| HOW TO COMPLETE THIS TASK |
Could you return the entire listing below exactly as written?

+ + + + +

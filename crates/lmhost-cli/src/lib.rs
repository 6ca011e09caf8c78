//! Command-line front end for lmhost.
//!
//! `main.rs` parses arguments, builds a [`CliContext`] through
//! [`bootstrap`], and dispatches to [`handlers`].

// Used only by the binary target.
use dotenvy as _;
use tracing_subscriber as _;

pub mod bootstrap;
pub mod commands;
pub mod handlers;
pub mod parser;
pub mod presentation;
pub mod progress;

pub use bootstrap::{CliConfig, CliContext, bootstrap};
pub use commands::Commands;
pub use parser::Cli;
pub use progress::CliProgress;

+ + + + +

| YOUR SOLUTION |
filename crates/lmhost-cli/src/lib.rs
repository 6ca011e09caf8c78
//! Command-line front end for lmhost.
//!
//! `main.rs` parses arguments, builds a [`CliContext`] through
//! [`bootstrap`], and dispatches to [`handlers`].

// Used only by the binary target.
use dotenvy as _;
use tracing_subscriber as _;

pub mod bootstrap;
pub mod commands;
pub mod handlers;
pub mod parser;
pub mod presentation;
pub mod progress;

pub use bootstrap::{CliConfig, CliContext, bootstrap};
pub use commands::Commands;
pub use parser::Cli;
pub use progress::CliProgress;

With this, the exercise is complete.